CMMC compliance has moved from a future concern to a current contract issue. The Department of Defense began phased CMMC implementation on November 10, 2025, and Phase 1 runs through November 9, 2026, with a primary focus on Level 1 and Level 2 self-assessments. More importantly, when a solicitation includes CMMC requirements, contractors must meet those requirements before award.
That matters in Southern California. California remains a major aerospace and defense state, and Los Angeles County continues to treat aerospace and defense as a priority industry in its workforce and economic development efforts. For local manufacturers, engineering firms, integrators, and subcontractors, CMMC compliance is now tied directly to revenue protection, bid eligibility, and customer trust.
What CMMC Compliance Actually Means
A lot of companies still treat CMMC compliance like a paperwork project. That is a mistake. In practice, CMMC is a framework the DoD uses to verify that contractors protect the information they handle at the level a contract requires. The model has three levels. Level 1 covers the basic safeguarding requirements for Federal Contract Information (FCI). Then, Level 2 covers the 110 security requirements in NIST SP 800-171 Rev. 2 for protecting Controlled Unclassified Information (CUI). Finally, Level 3 builds on that foundation with additional requirements derived from NIST SP 800-172 for selected high-priority programs.
That structure is exactly why many businesses get tripped up. They know they need “CMMC compliance,” but they have not confirmed what kind of data they handle, which systems are actually in scope, or which assessment path applies to them. As a result, they buy tools too early, write policies too late, and walk into assessments with gaps they could have avoided.
Why Many Contractors Struggle With CMMC Compliance
The biggest problem is not usually awareness. It is execution.
Some companies still rely on scattered spreadsheets, tribal knowledge, and half-finished policy documents. Others assume a clean Microsoft 365 setup, a firewall refresh, or an endpoint tool is enough. It is not. CMMC compliance depends on whether your organization can prove that required controls are implemented, operating, and backed by evidence.
That means you need more than security products. You need a defined scope, assigned ownership, written policies, technical configurations, access reviews, incident response procedures, backup validation, user training records, and documentation that matches what your environment actually does. If those pieces do not line up, your compliance story falls apart fast.
Start With Scope Before You Touch Anything Else
The smartest CMMC compliance projects begin with scope. Before you rewrite policies or buy another security tool, determine exactly where FCI or CUI is processed, stored, or transmitted. Then identify the users, devices, cloud services, servers, business units, and third parties that touch that data.
This is where many small and midsize contractors lose time. They let CUI spread across shared mailboxes, general file shares, unmanaged laptops, and vendor platforms. Then, when assessment time comes, the scope balloons. Costs rise, remediation drags on, and leadership starts treating compliance like an emergency.

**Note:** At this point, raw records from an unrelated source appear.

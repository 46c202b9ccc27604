//! Property-based tests for polynomial arithmetic.

#[cfg(test)]
mod tests {
    use std::sync::Arc;

    use proptest::prelude::*;
    use smallroots_integers::Integer;

    use crate::monomial::Monomial;
    use crate::ordering::TermOrder;
    use crate::polynomial::Polynomial;
    use crate::ring::PolyRing;
    use crate::univariate::{evaluate, integer_roots};

    fn ring() -> Arc<PolyRing> {
        PolyRing::from_names(&["x", "y"], TermOrder::Grevlex).unwrap()
    }

    // Strategy for generating small polynomials in two variables
    fn small_poly() -> impl Strategy<Value = Polynomial<Integer>> {
        proptest::collection::vec((0u32..4, 0u32..4, -50i64..50), 0..6).prop_map(|terms| {
            Polynomial::from_terms(
                ring(),
                terms
                    .into_iter()
                    .map(|(a, b, c)| (Monomial::from_exponents(&[a, b]), Integer::new(c)))
                    .collect(),
            )
        })
    }

    fn point() -> impl Strategy<Value = Vec<Integer>> {
        proptest::collection::vec((-20i64..20).prop_map(Integer::new), 2)
    }

    proptest! {
        // Polynomial ring axioms

        #[test]
        fn add_commutative(a in small_poly(), b in small_poly()) {
            prop_assert_eq!(&a + &b, &b + &a);
        }

        #[test]
        fn mul_commutative(a in small_poly(), b in small_poly()) {
            prop_assert_eq!(&a * &b, &b * &a);
        }

        #[test]
        fn distributive(a in small_poly(), b in small_poly(), c in small_poly()) {
            prop_assert_eq!(&a * &(&b + &c), &(&a * &b) + &(&a * &c));
        }

        #[test]
        fn sub_self_is_zero(a in small_poly()) {
            prop_assert!((&a - &a).is_zero());
        }

        // Evaluation is a ring homomorphism

        #[test]
        fn evaluation_respects_mul(a in small_poly(), b in small_poly(), p in point()) {
            prop_assert_eq!((&a * &b).evaluate(&p), a.evaluate(&p) * b.evaluate(&p));
        }

        #[test]
        fn change_of_order_preserves_value(a in small_poly(), p in point()) {
            let b = a.with_order(TermOrder::Lex);
            prop_assert_eq!(b.evaluate(&p), a.evaluate(&p));
        }

        #[test]
        fn reduce_mod_is_congruent(a in small_poly(), p in point(), n in 2i64..1000) {
            let n = Integer::new(n);
            let diff = a.evaluate(&p) - a.reduce_mod(&n).evaluate(&p);
            prop_assert!(diff.is_divisible_by(&n));
        }

        // Root finding

        #[test]
        fn finds_planted_roots(
            roots in proptest::collection::vec(-1000i64..1000, 1..4),
            lead in 1i64..5,
        ) {
            let mut f = vec![Integer::new(lead)];
            for r in &roots {
                // multiply by (x - r)
                let mut next = vec![Integer::new(0); f.len() + 1];
                for (i, c) in f.iter().enumerate() {
                    next[i + 1] = &next[i + 1] + c;
                    next[i] = &next[i] - &(c * &Integer::new(*r));
                }
                f = next;
            }
            let found = integer_roots(&f);
            for r in &roots {
                prop_assert!(found.contains(&Integer::new(*r)));
            }
            for r in &found {
                prop_assert_eq!(evaluate(&f, r), Integer::new(0));
            }
        }
    }
}
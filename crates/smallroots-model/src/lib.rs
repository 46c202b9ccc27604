//! # smallroots-model
//!
//! The data model of the smallroots solver.
//!
//! - [`Relation`] and [`RelationSet`]: integer polynomials that vanish at
//!   the root, exactly or modulo a known or symbolic [`Modulus`]
//! - [`BoundSet`]: exclusive bounds on the unknowns, with worst-case
//!   bounds for polynomials and moduli derived from them
//! - [`RelationIdeal`]: an ideal whose elements share one modulus
//! - [`Lattice`]: a primal or dual Coppersmith lattice with column scales
//! - [`PartialSolution`] and [`Problem`]
//!
//! All of these are plain values. Solvers build new problems rather than
//! modify existing ones.

#![warn(missing_docs)]
#![warn(clippy::all)]
#![warn(clippy::pedantic)]
#![allow(clippy::module_name_repetitions)]

pub mod bounds;
pub mod error;
pub mod lattice;
pub mod modulus;
pub mod problem;
pub mod relation;
pub mod relation_ideal;
pub mod relation_set;
pub mod solution;

#[cfg(test)]
mod proptests;

pub use bounds::{Bound, BoundSet, Bounded};
pub use error::{Error, Result};
pub use lattice::{Lattice, Scale};
pub use modulus::Modulus;
pub use problem::Problem;
pub use relation::Relation;
pub use relation_ideal::RelationIdeal;
pub use relation_set::RelationSet;
pub use solution::{PartialSolution, PartialSolutionSet, Solution, SolutionSet};
//! Reduced Gröbner bases over ℚ (Buchberger's algorithm).

use rustc_hash::FxHashSet;
use smallroots_integers::Rational;
use smallroots_poly::{Monomial, Polynomial, TermOrder};

use crate::criteria::{chain_criterion, product_criterion, select_pair, CriticalPair};

/// Full reduction of `f` by `basis`.
#[must_use]
pub fn reduce(f: &Polynomial<Rational>, basis: &[Polynomial<Rational>]) -> Polynomial<Rational> {
    let mut p = f.clone();
    let mut remainder: Vec<(Monomial, Rational)> = Vec::new();
    while let Some((m, c)) = p.leading_term().cloned() {
        let step = basis.iter().find_map(|g| {
            let (lm, lc) = g.leading_term()?;
            let shift = m.div(lm)?;
            let q = &c / lc;
            Some(g.mul_term(&shift, &q))
        });
        match step {
            Some(sub) => p = p - sub,
            None => {
                remainder.push((m, c));
                p = p.tail();
            }
        }
    }
    Polynomial::from_terms(f.ring().clone(), remainder)
}

fn s_polynomial(f: &Polynomial<Rational>, g: &Polynomial<Rational>) -> Option<Polynomial<Rational>> {
    let (mf, cf) = f.leading_term()?;
    let (mg, cg) = g.leading_term()?;
    let lcm = mf.lcm(mg);
    let a = f.mul_term(&lcm.div(mf)?, &cf.inv()?);
    let b = g.mul_term(&lcm.div(mg)?, &cg.inv()?);
    Some(a - b)
}

/// Computes the reduced Gröbner basis of `generators` under `order`.
///
/// Elements are monic and sorted by increasing leading monomial.
#[must_use]
pub fn rational_groebner_basis(
    generators: &[Polynomial<Rational>],
    order: &TermOrder,
) -> Vec<Polynomial<Rational>> {
    let mut basis: Vec<Polynomial<Rational>> = Vec::new();
    let mut leading: Vec<Monomial> = Vec::new();
    let mut pairs: Vec<CriticalPair> = Vec::new();
    let mut processed: FxHashSet<(usize, usize)> = FxHashSet::default();

    let insert = |f: Polynomial<Rational>,
                  basis: &mut Vec<Polynomial<Rational>>,
                  leading: &mut Vec<Monomial>,
                  pairs: &mut Vec<CriticalPair>| {
        let r = reduce(&f, basis).monic();
        let Some(lm) = r.leading_monomial().cloned() else {
            return;
        };
        let k = basis.len();
        for (i, lm_i) in leading.iter().enumerate() {
            pairs.push(CriticalPair::new(i, k, lm_i, &lm));
        }
        leading.push(lm);
        basis.push(r);
    };

    for g in generators {
        insert(g.with_order(order.clone()), &mut basis, &mut leading, &mut pairs);
    }
    while let Some(pair) = select_pair(&mut pairs, order) {
        let skip = product_criterion(&leading[pair.i], &leading[pair.j])
            || chain_criterion(&pair, &leading, &processed, |_| true);
        processed.insert((pair.i, pair.j));
        if skip {
            continue;
        }
        if let Some(h) = s_polynomial(&basis[pair.i], &basis[pair.j]) {
            insert(h, &mut basis, &mut leading, &mut pairs);
        }
    }

    // minimal basis: drop elements whose leading monomial is a multiple of another's
    let mut kept: Vec<Polynomial<Rational>> = Vec::new();
    for (i, g) in basis.iter().enumerate() {
        let redundant = leading.iter().enumerate().any(|(j, lm_j)| {
            j != i && lm_j.divides(&leading[i]) && (lm_j != &leading[i] || j < i)
        });
        if !redundant {
            kept.push(g.clone());
        }
    }
    let mut reduced: Vec<Polynomial<Rational>> = kept
        .iter()
        .enumerate()
        .map(|(i, g)| {
            let others: Vec<_> = kept
                .iter()
                .enumerate()
                .filter(|(j, _)| *j != i)
                .map(|(_, h)| h.clone())
                .collect();
            reduce(g, &others).monic()
        })
        .collect();
    reduced.sort_by(|a, b| match (a.leading_monomial(), b.leading_monomial()) {
        (Some(ma), Some(mb)) => order.compare(ma, mb),
        _ => std::cmp::Ordering::Equal,
    });
    reduced
}

#[cfg(test)]
mod tests {
    use super::*;
    use smallroots_poly::{parse_polynomial_in, PolyRing};

    #[test]
    fn test_lex_basis_is_triangular() {
        let ring = PolyRing::from_names(&["x", "y"], TermOrder::Lex).unwrap();
        let gens: Vec<_> = ["x^2 + y^2 - 25", "x - y - 1"]
            .iter()
            .map(|s| parse_polynomial_in(&ring, s).unwrap().to_rational())
            .collect();
        let gb = rational_groebner_basis(&gens, &TermOrder::Lex);
        // y^2 + y - 12 and x - y - 1
        assert_eq!(gb.len(), 2);
        assert_eq!(gb[0].to_string(), "y^2 + y - 12");
        assert_eq!(gb[1].to_string(), "x - y - 1");
    }

    #[test]
    fn test_inconsistent_system() {
        let ring = PolyRing::from_names(&["x"], TermOrder::Lex).unwrap();
        let gens: Vec<_> = ["2*x - 1", "x"]
            .iter()
            .map(|s| parse_polynomial_in(&ring, s).unwrap().to_rational())
            .collect();
        let gb = rational_groebner_basis(&gens, &TermOrder::Lex);
        assert_eq!(gb.len(), 1);
        assert!(gb[0].is_constant());
    }
}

A better approach is to reduce the attack surface early. Limit where sensitive data lives. Standardize devices. Tighten identities. Lock down remote access. Clean up stale accounts. Segment systems where it makes sense. Good scoping does not just help you pass an assessment. It also makes the whole environment easier to secure and support. Strong data governance also supports broader privacy obligations under CCPA compliance. The same discipline strengthens uptime and coordination in IT support for construction environments.
Evidence Wins Assessments
At Level 2, the standard maps to the 110 NIST SP 800-171 Rev. 2 requirements, and the assessment guidance makes clear that organizations need to show evidence through examination, interviews, and testing. In other words, assessors are not grading your intentions. They are evaluating what is actually in place.
That is why mature CMMC compliance programs build evidence as they go. Policies should match technical reality. Procedures should show who does what and when. Logs should support control operation. Screenshots, system settings, ticket records, training logs, vulnerability remediation records, and backup test results should all tell the same story.
If your written standards say multi-factor authentication is enforced everywhere, but one legacy remote access path still bypasses it, that mismatch becomes a problem. If your incident response policy says events are escalated within defined timelines, but nobody can show tickets or reports that prove it, that is another problem. CMMC compliance rewards consistency.
Assessments, Affirmations, and the Details That Get Missed
Another point companies overlook is that not every contractor follows the exact same assessment route. For Level 1, contractors perform an annual self-assessment and submit an affirmation in SPRS. For Level 2, the solicitation determines whether the organization needs a self-assessment or an independent assessment by an authorized C3PAO, and annual affirmations still apply. Contractors also need to flow required CMMC obligations down to relevant subcontractors.
There is also limited room for remediation, but it is not a free pass. The DoD says POA&Ms are not allowed for Level 1, and for conditional statuses where POA&Ms are permitted, the closeout assessment must confirm closure within 180 days or the conditional status expires.
That is why waiting for an RFP is a bad strategy. By the time a prime asks for proof, you should already know your scope, your required level, your evidence gaps, and your remediation path.